(DATA EXCERPTS Opens)

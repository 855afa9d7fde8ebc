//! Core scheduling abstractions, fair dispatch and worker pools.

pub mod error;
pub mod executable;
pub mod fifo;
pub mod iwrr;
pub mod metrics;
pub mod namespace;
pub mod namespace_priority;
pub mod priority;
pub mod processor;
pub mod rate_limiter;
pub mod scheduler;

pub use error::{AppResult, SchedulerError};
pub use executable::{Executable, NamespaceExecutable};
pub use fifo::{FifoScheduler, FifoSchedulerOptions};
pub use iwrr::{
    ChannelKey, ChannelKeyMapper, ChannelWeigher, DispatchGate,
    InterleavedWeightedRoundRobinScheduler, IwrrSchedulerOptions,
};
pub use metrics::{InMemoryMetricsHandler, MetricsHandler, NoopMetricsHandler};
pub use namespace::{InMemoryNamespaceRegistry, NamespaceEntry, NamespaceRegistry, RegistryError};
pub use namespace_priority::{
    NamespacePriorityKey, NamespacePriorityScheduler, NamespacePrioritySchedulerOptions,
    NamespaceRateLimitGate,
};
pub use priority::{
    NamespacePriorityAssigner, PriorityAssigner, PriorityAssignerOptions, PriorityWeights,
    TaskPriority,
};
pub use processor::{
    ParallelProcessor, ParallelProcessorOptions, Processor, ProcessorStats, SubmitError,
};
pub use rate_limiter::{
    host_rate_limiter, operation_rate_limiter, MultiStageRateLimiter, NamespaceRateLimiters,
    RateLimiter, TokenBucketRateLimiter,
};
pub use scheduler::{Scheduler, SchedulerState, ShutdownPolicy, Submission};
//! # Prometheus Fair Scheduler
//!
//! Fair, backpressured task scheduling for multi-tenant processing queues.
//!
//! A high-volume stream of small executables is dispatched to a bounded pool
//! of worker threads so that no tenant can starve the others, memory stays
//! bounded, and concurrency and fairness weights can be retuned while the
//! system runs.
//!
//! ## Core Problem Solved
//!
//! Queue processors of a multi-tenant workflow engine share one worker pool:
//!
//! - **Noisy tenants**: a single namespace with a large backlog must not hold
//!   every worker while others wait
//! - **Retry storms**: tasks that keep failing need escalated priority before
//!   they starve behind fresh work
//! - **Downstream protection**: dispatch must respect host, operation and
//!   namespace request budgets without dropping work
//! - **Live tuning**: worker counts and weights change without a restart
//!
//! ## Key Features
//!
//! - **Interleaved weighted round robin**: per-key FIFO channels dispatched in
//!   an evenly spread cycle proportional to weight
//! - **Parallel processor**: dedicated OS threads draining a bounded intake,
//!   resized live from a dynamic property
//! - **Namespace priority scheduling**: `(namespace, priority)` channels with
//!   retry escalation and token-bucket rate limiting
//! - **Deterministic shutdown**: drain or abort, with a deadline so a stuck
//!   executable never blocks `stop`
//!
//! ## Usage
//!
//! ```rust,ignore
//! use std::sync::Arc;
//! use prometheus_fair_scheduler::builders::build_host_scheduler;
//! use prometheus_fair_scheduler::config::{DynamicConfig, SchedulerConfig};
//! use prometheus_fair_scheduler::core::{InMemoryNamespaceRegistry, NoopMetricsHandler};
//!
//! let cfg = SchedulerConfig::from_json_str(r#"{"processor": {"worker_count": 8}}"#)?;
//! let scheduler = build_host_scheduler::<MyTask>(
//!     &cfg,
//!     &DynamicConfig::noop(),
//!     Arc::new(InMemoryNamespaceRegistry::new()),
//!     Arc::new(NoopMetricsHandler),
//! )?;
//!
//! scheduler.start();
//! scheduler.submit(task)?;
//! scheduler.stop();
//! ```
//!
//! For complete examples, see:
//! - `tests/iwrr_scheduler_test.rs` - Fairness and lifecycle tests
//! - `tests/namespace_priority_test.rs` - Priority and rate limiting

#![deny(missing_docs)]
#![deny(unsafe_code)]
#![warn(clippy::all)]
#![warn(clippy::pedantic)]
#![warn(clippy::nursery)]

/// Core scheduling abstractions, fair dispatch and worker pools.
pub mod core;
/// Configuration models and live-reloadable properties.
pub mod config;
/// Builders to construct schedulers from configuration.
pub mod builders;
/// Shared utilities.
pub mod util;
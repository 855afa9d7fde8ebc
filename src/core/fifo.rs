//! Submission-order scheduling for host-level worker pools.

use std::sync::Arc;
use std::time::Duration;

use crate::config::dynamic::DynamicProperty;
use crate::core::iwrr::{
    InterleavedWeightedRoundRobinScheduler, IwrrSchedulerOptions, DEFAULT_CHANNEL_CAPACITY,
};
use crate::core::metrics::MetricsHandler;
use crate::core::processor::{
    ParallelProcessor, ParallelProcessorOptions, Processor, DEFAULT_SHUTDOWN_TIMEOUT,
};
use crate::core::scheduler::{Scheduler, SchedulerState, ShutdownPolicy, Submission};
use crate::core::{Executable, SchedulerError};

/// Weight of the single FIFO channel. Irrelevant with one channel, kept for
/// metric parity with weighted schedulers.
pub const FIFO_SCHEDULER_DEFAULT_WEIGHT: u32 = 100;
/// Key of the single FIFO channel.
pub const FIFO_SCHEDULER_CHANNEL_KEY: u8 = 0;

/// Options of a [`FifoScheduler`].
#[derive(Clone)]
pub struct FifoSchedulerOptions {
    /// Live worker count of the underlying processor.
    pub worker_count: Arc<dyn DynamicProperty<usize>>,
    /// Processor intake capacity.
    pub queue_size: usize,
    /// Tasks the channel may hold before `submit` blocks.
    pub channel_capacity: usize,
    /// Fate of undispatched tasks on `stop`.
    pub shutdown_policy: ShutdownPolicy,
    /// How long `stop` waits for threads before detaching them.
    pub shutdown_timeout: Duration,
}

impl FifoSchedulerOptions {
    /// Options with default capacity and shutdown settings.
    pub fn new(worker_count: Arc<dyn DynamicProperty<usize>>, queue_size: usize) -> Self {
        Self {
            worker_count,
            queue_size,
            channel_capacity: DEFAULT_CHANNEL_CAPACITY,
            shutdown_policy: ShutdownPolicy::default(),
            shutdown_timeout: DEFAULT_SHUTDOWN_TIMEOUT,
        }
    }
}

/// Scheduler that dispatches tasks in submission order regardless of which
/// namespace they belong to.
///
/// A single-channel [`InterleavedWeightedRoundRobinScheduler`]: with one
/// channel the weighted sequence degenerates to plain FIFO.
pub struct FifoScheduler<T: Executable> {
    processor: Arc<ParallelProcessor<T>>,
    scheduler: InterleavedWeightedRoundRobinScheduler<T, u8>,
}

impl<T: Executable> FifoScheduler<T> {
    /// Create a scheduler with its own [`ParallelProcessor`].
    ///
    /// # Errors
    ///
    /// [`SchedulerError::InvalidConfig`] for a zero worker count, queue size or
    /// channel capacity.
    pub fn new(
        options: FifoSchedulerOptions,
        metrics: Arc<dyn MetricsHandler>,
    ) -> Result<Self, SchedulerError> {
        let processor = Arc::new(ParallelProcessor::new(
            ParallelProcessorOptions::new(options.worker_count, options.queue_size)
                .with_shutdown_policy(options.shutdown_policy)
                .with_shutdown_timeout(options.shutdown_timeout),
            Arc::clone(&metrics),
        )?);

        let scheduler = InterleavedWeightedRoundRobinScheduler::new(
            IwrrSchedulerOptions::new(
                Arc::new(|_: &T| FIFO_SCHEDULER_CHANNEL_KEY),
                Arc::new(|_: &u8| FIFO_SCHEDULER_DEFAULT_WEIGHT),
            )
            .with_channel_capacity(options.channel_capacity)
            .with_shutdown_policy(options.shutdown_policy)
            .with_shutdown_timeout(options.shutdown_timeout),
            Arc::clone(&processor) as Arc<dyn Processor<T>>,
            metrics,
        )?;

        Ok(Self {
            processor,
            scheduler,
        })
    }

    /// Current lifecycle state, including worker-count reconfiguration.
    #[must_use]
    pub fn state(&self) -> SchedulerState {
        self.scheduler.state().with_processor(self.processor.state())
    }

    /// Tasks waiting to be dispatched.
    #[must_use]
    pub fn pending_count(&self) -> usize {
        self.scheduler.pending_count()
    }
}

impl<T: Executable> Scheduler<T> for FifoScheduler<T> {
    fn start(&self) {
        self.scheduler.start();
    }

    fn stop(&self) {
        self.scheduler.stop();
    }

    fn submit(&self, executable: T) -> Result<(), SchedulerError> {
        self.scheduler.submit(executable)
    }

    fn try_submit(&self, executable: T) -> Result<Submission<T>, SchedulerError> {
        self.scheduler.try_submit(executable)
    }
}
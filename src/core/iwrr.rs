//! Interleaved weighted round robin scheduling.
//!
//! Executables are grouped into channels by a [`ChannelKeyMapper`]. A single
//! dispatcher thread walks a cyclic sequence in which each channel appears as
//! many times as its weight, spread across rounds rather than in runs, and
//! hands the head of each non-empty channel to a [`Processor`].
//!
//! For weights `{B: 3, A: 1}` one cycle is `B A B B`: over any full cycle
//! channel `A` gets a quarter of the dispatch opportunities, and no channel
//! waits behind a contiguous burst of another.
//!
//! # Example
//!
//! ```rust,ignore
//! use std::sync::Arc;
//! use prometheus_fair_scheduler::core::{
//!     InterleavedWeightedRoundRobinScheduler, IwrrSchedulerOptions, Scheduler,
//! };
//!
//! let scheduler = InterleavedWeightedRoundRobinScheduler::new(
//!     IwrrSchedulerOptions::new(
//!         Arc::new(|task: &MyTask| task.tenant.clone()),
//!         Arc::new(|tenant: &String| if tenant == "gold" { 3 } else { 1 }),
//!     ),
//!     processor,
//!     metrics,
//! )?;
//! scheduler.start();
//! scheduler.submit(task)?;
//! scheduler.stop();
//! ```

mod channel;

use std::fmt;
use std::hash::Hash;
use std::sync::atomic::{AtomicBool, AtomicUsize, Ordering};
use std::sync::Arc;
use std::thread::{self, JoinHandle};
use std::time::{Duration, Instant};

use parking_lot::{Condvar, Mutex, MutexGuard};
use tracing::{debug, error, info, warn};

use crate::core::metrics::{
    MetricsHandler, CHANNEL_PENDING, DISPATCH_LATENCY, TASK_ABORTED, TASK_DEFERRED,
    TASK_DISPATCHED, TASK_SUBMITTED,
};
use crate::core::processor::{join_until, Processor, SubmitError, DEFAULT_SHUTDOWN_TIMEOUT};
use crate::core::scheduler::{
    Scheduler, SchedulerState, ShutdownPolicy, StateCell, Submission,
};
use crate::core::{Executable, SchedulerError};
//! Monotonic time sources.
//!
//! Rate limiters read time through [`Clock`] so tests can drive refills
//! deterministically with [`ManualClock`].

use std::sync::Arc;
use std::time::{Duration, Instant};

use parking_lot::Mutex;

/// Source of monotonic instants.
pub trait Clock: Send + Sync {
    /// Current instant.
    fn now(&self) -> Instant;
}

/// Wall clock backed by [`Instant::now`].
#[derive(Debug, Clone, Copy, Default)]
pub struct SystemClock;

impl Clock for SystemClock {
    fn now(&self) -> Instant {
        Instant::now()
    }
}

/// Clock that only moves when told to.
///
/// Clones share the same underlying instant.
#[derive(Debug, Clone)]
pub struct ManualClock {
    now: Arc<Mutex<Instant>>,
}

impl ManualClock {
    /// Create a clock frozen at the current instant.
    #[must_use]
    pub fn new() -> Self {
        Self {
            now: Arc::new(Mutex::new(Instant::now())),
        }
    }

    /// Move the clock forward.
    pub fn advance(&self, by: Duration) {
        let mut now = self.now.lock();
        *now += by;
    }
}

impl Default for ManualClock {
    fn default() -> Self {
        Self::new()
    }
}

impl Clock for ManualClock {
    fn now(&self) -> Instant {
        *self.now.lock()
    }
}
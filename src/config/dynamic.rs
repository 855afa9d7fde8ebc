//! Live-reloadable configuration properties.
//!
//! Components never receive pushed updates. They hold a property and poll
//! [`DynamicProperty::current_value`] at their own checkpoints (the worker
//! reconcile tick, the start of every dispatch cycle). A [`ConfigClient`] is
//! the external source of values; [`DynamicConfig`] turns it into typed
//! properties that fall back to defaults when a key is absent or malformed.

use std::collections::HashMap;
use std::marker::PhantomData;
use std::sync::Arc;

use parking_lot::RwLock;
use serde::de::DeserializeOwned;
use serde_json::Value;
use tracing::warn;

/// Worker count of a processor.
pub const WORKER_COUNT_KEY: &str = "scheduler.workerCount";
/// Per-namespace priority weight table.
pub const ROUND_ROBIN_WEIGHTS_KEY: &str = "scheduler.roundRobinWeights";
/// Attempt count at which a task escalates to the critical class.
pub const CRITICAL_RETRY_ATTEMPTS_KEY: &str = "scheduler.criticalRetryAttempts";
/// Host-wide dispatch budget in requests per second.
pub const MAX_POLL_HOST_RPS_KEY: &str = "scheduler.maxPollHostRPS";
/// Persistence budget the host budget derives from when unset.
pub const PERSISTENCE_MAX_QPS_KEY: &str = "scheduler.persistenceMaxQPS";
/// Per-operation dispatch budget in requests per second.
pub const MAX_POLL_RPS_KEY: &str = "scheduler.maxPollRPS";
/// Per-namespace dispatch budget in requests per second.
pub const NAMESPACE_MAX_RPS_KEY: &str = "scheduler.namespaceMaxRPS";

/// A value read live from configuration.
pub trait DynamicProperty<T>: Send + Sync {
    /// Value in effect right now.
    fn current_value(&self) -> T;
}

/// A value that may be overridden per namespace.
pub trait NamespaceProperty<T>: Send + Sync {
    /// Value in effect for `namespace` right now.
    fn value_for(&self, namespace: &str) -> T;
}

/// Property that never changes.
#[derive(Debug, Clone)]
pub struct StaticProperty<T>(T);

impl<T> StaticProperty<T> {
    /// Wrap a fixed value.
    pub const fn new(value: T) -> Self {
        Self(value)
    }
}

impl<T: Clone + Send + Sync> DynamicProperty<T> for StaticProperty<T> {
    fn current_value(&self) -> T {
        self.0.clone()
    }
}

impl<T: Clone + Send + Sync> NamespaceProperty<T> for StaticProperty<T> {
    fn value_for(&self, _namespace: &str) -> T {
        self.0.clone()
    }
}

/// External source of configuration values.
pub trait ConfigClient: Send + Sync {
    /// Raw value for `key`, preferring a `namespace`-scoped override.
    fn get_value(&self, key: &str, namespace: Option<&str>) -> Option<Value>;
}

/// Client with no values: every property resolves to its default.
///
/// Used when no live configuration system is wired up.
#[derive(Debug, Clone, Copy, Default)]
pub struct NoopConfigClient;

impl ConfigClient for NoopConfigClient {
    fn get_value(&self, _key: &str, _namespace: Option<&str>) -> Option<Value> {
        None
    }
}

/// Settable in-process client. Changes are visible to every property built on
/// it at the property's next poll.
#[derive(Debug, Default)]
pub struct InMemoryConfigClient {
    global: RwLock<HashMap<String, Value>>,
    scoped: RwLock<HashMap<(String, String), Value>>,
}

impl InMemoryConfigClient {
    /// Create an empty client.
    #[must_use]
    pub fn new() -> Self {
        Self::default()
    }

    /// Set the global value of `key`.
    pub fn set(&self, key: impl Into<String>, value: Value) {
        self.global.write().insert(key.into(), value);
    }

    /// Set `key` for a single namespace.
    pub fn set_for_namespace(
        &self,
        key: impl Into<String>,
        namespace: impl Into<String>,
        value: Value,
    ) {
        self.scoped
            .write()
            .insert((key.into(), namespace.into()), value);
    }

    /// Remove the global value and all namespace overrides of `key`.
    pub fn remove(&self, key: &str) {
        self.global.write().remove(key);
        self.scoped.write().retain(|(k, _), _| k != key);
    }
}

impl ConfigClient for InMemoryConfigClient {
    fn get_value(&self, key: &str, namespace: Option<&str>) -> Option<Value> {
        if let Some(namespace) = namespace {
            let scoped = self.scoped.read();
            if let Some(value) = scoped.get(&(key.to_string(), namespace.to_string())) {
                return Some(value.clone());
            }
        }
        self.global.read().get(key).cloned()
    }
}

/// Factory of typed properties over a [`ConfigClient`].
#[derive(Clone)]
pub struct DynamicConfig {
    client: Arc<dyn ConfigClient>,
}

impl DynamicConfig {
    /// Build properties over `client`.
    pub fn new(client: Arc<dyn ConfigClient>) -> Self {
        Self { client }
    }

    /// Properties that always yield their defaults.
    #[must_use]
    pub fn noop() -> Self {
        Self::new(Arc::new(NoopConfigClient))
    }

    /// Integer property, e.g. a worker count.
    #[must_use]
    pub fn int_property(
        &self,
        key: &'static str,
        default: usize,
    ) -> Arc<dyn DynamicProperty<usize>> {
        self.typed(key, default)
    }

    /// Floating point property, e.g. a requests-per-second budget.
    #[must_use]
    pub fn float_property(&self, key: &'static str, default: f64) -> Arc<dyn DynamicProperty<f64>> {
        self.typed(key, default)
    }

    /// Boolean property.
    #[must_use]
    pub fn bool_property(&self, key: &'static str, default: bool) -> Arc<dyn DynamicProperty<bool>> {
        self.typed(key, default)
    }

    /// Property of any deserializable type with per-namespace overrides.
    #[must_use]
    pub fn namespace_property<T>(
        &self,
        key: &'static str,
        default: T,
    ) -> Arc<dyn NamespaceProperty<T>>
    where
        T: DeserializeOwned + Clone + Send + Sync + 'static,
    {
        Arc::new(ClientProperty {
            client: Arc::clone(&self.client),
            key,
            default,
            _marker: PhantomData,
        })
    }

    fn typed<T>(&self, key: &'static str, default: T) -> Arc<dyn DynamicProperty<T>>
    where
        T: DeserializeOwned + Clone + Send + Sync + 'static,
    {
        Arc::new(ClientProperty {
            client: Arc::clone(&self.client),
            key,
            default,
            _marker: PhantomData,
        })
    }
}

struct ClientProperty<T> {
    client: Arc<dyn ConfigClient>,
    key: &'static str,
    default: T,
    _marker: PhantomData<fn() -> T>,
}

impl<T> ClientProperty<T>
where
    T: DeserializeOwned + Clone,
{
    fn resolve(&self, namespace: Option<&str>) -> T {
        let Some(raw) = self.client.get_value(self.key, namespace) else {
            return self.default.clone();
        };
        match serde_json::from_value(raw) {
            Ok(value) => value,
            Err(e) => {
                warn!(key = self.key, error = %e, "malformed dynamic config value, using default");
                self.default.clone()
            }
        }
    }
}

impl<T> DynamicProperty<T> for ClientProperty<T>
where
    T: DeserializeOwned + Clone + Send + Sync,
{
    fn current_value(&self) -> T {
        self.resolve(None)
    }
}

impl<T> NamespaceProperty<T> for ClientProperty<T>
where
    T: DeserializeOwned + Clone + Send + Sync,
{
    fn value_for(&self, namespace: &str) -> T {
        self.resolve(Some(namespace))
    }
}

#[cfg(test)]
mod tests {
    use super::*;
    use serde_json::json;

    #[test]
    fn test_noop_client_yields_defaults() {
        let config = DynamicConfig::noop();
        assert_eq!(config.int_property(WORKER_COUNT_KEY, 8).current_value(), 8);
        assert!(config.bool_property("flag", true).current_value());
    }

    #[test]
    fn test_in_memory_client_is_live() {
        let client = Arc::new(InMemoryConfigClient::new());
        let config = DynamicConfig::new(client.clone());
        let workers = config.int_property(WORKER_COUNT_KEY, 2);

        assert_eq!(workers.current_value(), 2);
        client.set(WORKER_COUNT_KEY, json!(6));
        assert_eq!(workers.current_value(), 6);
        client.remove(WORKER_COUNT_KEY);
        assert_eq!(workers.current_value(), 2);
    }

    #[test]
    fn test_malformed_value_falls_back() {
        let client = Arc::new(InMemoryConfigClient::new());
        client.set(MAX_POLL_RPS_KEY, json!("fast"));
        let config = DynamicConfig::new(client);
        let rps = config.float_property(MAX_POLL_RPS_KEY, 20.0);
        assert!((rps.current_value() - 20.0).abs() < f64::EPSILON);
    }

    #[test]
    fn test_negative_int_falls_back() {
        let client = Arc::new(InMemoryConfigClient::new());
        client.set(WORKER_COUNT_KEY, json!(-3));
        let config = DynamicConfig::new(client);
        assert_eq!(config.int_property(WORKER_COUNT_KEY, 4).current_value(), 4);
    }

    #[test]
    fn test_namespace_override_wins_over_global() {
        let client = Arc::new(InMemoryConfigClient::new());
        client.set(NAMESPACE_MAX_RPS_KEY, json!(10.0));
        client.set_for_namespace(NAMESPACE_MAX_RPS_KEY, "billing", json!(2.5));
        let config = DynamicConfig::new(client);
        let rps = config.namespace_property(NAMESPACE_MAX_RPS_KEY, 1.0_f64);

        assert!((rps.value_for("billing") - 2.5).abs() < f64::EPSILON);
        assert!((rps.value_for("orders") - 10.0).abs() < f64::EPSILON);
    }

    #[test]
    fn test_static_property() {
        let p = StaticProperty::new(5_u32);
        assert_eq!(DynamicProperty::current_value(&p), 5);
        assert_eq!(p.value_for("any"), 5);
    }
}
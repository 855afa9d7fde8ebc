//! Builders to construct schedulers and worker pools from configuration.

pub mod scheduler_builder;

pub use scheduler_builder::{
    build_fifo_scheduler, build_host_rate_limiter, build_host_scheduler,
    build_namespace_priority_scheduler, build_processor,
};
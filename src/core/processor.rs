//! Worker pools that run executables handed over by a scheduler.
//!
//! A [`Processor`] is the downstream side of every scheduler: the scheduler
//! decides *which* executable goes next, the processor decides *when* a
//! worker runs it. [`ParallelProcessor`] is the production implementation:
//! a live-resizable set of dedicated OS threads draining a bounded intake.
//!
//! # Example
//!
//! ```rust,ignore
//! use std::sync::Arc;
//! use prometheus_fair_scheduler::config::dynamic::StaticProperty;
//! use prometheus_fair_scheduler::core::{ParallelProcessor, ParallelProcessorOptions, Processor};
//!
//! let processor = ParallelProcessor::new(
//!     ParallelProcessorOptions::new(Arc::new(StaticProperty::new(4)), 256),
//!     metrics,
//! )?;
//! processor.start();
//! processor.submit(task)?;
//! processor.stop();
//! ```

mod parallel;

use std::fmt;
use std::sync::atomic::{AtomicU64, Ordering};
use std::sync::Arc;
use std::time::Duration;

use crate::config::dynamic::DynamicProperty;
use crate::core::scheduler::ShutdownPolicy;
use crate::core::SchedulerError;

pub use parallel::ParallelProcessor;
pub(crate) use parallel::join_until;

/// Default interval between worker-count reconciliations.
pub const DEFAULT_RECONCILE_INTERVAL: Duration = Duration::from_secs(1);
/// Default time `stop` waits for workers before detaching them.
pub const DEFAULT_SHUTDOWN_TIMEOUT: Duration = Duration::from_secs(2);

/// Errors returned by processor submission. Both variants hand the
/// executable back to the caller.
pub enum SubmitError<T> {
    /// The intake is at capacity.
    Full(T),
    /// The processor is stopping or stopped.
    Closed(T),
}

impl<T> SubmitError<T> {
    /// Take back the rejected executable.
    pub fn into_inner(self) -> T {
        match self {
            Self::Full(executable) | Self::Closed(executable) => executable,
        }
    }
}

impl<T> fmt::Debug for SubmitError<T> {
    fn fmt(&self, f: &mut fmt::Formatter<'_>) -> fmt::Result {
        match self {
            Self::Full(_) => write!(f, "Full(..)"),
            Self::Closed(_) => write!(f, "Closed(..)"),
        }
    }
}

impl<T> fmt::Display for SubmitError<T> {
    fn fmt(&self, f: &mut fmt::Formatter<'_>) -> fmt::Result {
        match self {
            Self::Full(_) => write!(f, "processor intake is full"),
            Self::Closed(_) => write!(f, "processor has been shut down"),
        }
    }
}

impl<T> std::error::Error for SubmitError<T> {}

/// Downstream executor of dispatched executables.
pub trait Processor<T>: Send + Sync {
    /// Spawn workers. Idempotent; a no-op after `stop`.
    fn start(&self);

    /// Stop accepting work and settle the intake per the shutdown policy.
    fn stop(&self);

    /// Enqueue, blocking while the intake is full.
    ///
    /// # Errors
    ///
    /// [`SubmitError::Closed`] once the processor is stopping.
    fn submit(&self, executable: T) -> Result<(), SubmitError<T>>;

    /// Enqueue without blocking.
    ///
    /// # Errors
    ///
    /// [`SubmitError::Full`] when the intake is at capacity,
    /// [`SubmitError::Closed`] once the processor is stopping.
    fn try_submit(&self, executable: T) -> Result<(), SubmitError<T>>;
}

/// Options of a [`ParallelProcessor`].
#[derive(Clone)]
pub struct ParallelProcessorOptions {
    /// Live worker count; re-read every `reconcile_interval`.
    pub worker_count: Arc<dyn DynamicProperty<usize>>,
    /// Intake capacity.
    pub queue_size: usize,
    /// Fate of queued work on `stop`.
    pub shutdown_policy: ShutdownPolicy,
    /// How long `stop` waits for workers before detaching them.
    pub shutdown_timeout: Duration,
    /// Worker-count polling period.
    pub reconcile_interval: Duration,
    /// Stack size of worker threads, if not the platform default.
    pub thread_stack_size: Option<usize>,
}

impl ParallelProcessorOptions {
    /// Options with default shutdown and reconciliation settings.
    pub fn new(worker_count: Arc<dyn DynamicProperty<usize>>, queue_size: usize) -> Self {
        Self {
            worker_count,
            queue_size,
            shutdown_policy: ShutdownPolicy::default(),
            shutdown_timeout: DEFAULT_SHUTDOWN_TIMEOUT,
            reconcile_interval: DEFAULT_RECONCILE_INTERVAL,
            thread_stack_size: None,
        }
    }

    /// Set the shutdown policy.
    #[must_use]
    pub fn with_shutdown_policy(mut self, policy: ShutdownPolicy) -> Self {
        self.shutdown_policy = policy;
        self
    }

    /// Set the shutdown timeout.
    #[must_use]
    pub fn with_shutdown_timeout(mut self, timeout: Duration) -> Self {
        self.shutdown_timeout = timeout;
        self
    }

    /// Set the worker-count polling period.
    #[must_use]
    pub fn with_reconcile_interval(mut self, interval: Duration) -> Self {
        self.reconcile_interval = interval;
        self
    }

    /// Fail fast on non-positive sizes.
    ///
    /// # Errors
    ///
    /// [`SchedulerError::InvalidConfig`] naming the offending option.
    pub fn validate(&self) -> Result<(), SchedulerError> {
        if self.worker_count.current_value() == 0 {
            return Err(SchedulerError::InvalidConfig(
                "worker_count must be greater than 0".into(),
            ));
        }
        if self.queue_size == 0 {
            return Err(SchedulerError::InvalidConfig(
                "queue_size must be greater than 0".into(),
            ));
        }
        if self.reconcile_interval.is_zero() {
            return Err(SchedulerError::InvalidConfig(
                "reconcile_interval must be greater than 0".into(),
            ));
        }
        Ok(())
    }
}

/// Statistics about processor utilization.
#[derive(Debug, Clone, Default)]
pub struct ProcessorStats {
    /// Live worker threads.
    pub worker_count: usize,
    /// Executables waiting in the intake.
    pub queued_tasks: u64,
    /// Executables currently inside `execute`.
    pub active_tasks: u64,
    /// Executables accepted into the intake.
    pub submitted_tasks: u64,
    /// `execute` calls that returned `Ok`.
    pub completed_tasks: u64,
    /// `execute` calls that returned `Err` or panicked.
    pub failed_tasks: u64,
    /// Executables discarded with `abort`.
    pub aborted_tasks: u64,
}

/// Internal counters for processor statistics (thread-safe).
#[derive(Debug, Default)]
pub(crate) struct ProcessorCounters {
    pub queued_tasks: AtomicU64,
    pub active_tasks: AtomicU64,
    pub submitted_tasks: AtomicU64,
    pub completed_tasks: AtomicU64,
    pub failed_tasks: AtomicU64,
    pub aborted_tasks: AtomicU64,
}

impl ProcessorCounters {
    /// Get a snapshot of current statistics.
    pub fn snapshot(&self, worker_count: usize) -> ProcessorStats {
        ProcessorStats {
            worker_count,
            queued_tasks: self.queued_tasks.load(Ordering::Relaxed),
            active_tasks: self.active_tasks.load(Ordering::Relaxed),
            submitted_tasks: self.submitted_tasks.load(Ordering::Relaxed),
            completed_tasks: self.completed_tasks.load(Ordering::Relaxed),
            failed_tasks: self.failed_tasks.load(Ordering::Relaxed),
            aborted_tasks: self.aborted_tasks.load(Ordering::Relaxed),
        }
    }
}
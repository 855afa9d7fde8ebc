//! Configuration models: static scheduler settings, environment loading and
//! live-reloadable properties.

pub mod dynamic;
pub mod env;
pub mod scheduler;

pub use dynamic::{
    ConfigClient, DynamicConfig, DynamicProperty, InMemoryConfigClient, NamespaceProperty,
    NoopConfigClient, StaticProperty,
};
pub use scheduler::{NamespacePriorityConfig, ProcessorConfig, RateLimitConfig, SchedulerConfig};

(DATA EXCERPTS Closes)

**DIRECTIONS:** Every line from the line containing "pub trait Processor<T>: Send" through the line containing "pub struct ParallelProcessorOptions" in the records above must be retyped exactly. Leave out the rest.

**OUTPUT OF THE TASK:**
pub trait Processor<T>: Send + Sync {
    /// Spawn workers. Idempotent; a no-op after `stop`.
    fn start(&self);

    /// Stop accepting work and settle the intake per the shutdown policy.
    fn stop(&self);

    /// Enqueue, blocking while the intake is full.
    ///
    /// # Errors
    ///
    /// [`SubmitError::Closed`] once the processor is stopping.
    fn submit(&self, executable: T) -> Result<(), SubmitError<T>>;

    /// Enqueue without blocking.
    ///
    /// # Errors
    ///
    /// [`SubmitError::Full`] when the intake is at capacity,
    /// [`SubmitError::Closed`] once the processor is stopping.
    fn try_submit(&self, executable: T) -> Result<(), SubmitError<T>>;
}

/// Options of a [`ParallelProcessor`].
#[derive(Clone)]
pub struct ParallelProcessorOptions {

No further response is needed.